At a Friday morning prayer service (June 3), stunned and shattered worshippers gathered to weep, pray, sing and mourn two young women killed at an Iowa church.
The service was hours after a fatal shooting in the parking lot of Cornerstone Church in Ames, Iowa, home to Iowa State University. The shooting occurred on the night of the first summer gathering of the Salt Company, a ministry for college students. About 80 students were at the church that night.
Church leaders did not identify the women who were killed, citing the ongoing investigation.
"But I want you to know, even though people aren't named, it's not because they're not known," Mark Vance, lead pastor of Cornerstone, told mourners during the livestreamed prayer service.
"They're known. They're loved and treasured, and that's why there are tears and there's grief."
Vance began the service with a prayer and readings from the Bible, with hymns like "It Is Well With My Soul" mixed in.
"Psalm 34:18 says that God is near to the brokenhearted," Vance said. "So that might mean that maybe this is the room that God's closest to in the world right now. Because we're brokenhearted."
After Vance spoke, a man who was identified as the father of one of the shooting victims stood up to speak on stage, saying his daughter "walked the walk" in living out her faith.
"I'm proud to have been her father," he said.
About 1,300 students attend a weekday worship service at Cornerstone, according to a history on the Salt Company's website. The ministry grew out of an Iowa State student ministry, which became so large that it led to the founding of Cornerstone in the 1990s. The church is affiliated with the Southern Baptist Convention. The Salt Company is also connected to a church-planting group called the Salt Network, which partners with the SBC's North American Mission Board.
During the service, Troy Nesbitt, Cornerstone's founding pastor, read from several Bible verses about grieving, including John 11:35, which reads simply, "Jesus wept." He also read a familiar passage from the Book of Revelation, often read at funerals.
"He will wipe away every tear from their eyes," Nesbitt read. "Death will be no more."
Before leading the congregation in prayer, Nesbitt tried to give words of comfort, at times nearly overcome with grief.
"Life is so short," he said. "And death is so hard, but it is not final."
On Friday, the Des Moines Register identified the shooting victims as 21-year-old Vivian Renee Flores and 22-year-old Eden Mariah Montang. The 33-year-old alleged shooter died from "an apparent self-inflicted gunshot wound," according to the Register.
The two Iowa State students had been walking to the church when the shooter pulled up in a pickup truck to Montang, Flores and another woman just before 7 p.m. Thursday outside Cornerstone Church and began shooting with a 9 mm handgun, investigators said Friday.
The shooter had been romantically involved with Montang and faced a court hearing next week on a charge of harassing her, investigators said. Investigators said they found in his truck 9 mm ammunition and a receipt from a West Des Moines store that showed he bought the ammunition an hour before the shooting.

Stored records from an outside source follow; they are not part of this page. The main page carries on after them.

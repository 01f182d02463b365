//! Configuration module for the welcome bot.
//!
//! Loads configuration from environment variables (a `.env` file is honoured),
//! with the greeting itself optionally coming from a JSON file.

mod reload;
mod shared;
mod welcome;

use std::env;
use std::path::PathBuf;

use serde::Deserialize;
use thiserror::Error;

pub use reload::spawn_sighup_reload;
pub use shared::SharedConfig;
pub use welcome::{ensure_data_dir, WelcomeConfig};

/// Configuration errors.
#[derive(Debug, Error)]
pub enum ConfigError {
    #[error("missing required environment variable: {0}")]
    MissingEnvVar(&'static str),

    #[error("invalid value for {key}: {message}")]
    InvalidValue { key: &'static str, message: String },

    #[error("failed to read {path}: {source}")]
    Io {
        path: PathBuf,
        #[source]
        source: std::io::Error,
    },

    #[error("failed to parse {path}: {source}")]
    Json {
        path: PathBuf,
        #[source]
        source: serde_json::Error,
    },
}

/// Bot running mode
#[derive(Debug, Clone, Default, Deserialize, PartialEq, Eq)]
#[serde(rename_all = "lowercase")]
pub enum BotMode {
    #[default]
    Polling,
    Webhook,
}

/// Process configuration, read once at startup.
#[derive(Debug, Clone)]
pub struct Config {
    // Telegram
    pub bot_token: String,
    pub bot_mode: BotMode,
    pub webhook_url: Option<String>,
    pub webhook_port: u16,
    pub webhook_secret: Option<String>,

    /// Directory holding the default welcome image (`welcome/welcome.jpg`).
    pub data_dir: PathBuf,
}

impl Config {
    /// Load configuration from environment variables.
    pub fn from_env() -> Result<Self, ConfigError> {
        Self::from_lookup(|key| env::var(key).ok())
    }

    pub(crate) fn from_lookup(lookup: impl Fn(&str) -> Option<String>) -> Result<Self, ConfigError> {
        let bot_mode = match lookup("BOT_MODE")
            .unwrap_or_default()
            .trim()
            .to_lowercase()
            .as_str()
        {
            "webhook" => BotMode::Webhook,
            _ => BotMode::Polling,
        };

        let webhook_url = lookup("WEBHOOK_URL").filter(|s| !s.trim().is_empty());
        if bot_mode == BotMode::Webhook && webhook_url.is_none() {
            return Err(ConfigError::MissingEnvVar("WEBHOOK_URL"));
        }

        let webhook_port = match lookup("WEBHOOK_PORT") {
            Some(raw) => raw.trim().parse::<u16>().map_err(|e| ConfigError::InvalidValue {
                key: "WEBHOOK_PORT",
                message: format!("{raw:?}: {e}"),
            })?,
            None => 8443,
        };

        let bot_token = lookup("BOT_TOKEN")
            .filter(|s| !s.trim().is_empty())
            .ok_or(ConfigError::MissingEnvVar("BOT_TOKEN"))?;

        Ok(Self {
            bot_token,
            bot_mode,
            webhook_url,
            webhook_port,
            webhook_secret: lookup("WEBHOOK_SECRET").filter(|s| !s.is_empty()),
            data_dir: lookup("DATA_DIR")
                .filter(|s| !s.trim().is_empty())
                .map(PathBuf::from)
                .unwrap_or_else(|| PathBuf::from("data")),
        })
    }
}

#[cfg(test)]
pub(crate) mod tests {
    use super::*;
    use std::collections::HashMap;

    /// Build a lookup closure over a fixed set of variables.
    pub(crate) fn vars(pairs: &[(&str, &str)]) -> impl Fn(&str) -> Option<String> + use<> {
        let map: HashMap<String, String> = pairs
            .iter()
            .map(|(k, v)| (k.to_string(), v.to_string()))
            .collect();
        move |key| map.get(key).cloned()
    }

    #[test]
    fn test_defaults() {
        let config = Config::from_lookup(vars(&[("BOT_TOKEN", "123:abc")])).unwrap();
        assert_eq!(config.bot_mode, BotMode::Polling);
        assert_eq!(config.webhook_port, 8443);
        assert_eq!(config.data_dir, PathBuf::from("data"));
        assert!(config.webhook_secret.is_none());
    }

    #[test]
    fn test_missing_token() {
        let err = Config::from_lookup(vars(&[])).unwrap_err();
        assert!(matches!(err, ConfigError::MissingEnvVar("BOT_TOKEN")));
    }

    #[test]
    fn test_webhook_requires_url() {
        let err = Config::from_lookup(vars(&[("BOT_TOKEN", "t"), ("BOT_MODE", "Webhook")]))
            .unwrap_err();
        assert!(matches!(err, ConfigError::MissingEnvVar("WEBHOOK_URL")));

        let config = Config::from_lookup(vars(&[
            ("BOT_TOKEN", "t"),
            ("BOT_MODE", "webhook"),
            ("WEBHOOK_URL", "https://bot.example.com/hook"),
            ("WEBHOOK_PORT", "9000"),
        ]))
        .unwrap();
        assert_eq!(config.bot_mode, BotMode::Webhook);
        assert_eq!(config.webhook_port, 9000);
    }

    #[test]
    fn test_invalid_port() {
        let err = Config::from_lookup(vars(&[("BOT_TOKEN", "t"), ("WEBHOOK_PORT", "http")]))
            .unwrap_err();
        assert!(matches!(err, ConfigError::InvalidValue { key: "WEBHOOK_PORT", .. }));
    }
}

"Our hearts break for all involved, and we are praying for everyone affected, especially the family of the victims," the statement read. "Our Ministry staff are available to support all those impacted, and we will continue to fully cooperate with authorities as they complete their full investigation."
The Iowa church shooting comes during a wave of gun violence in the United States. On May 14, 10 people were shot and killed in a Buffalo grocery store; one person was killed and others wounded on May 16 at a Los Angeles church; 21 people, including 19 children, were killed on May 24 in Uvalde, Texas; four people were killed in a shooting at a Tulsa medical building on June 1.
On Thursday night, hours before the shooting in Iowa, President Joe Biden addressed gun violence in the nation, recalling his visits to Buffalo and Uvalde in the wake of the shootings there.
"At both places, we spent hours with hundreds of family members who were broken and whose lives will never be the same," he said. "And they had one message for all of us: Do something. Just do something. For God's sake, do something."